┌────────
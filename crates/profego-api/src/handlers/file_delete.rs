use crate::auth::models::MessageResponse;
use crate::auth::UserContext;
use crate::error::{ErrorResponse, HttpAppError};
use crate::state::AppState;
use axum::{
    extract::{Path, State},
    Json,
};
use profego_core::Tier;
use std::sync::Arc;

#[utoipa::path(
    delete,
    path = "/api/files/delete/{category}/{filename}",
    tag = "files",
    params(
        ("category" = String, Path, description = "`original` or `procesado`"),
        ("filename" = String, Path, description = "Logical file name")
    ),
    responses(
        (status = 200, description = "File deleted", body = MessageResponse),
        (status = 400, description = "Unknown category", body = ErrorResponse),
        (status = 401, description = "Not authenticated", body = ErrorResponse),
        (status = 404, description = "File not found", body = ErrorResponse),
        (status = 500, description = "Storage failure", body = ErrorResponse)
    ),
    security(("bearer_auth" = []))
)]
#[tracing::instrument(
    skip(state),
    fields(user = %user.email, category = %category, filename = %filename, operation = "delete_file")
)]
pub async fn delete_file(
    State(state): State<Arc<AppState>>,
    user: UserContext,
    Path((category, filename)): Path<(String, String)>,
) -> Result<Json<MessageResponse>, HttpAppError> {
    let tier: Tier = category.parse()?;
    state.artifacts.delete(&user.email, &filename, tier).await?;

    tracing::info!("File deleted");

    Ok(Json(MessageResponse {
        message: format!("File {} deleted", filename),
    }))
}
└────────
REQUIREMENT:
Whenever a line above has the word "deleted" in it, copy that line.

REPLY TO THE TASK:
        (status = 200, description = "File deleted", body = MessageResponse),
    tracing::info!("File deleted");
        message: format!("File {} deleted", filename),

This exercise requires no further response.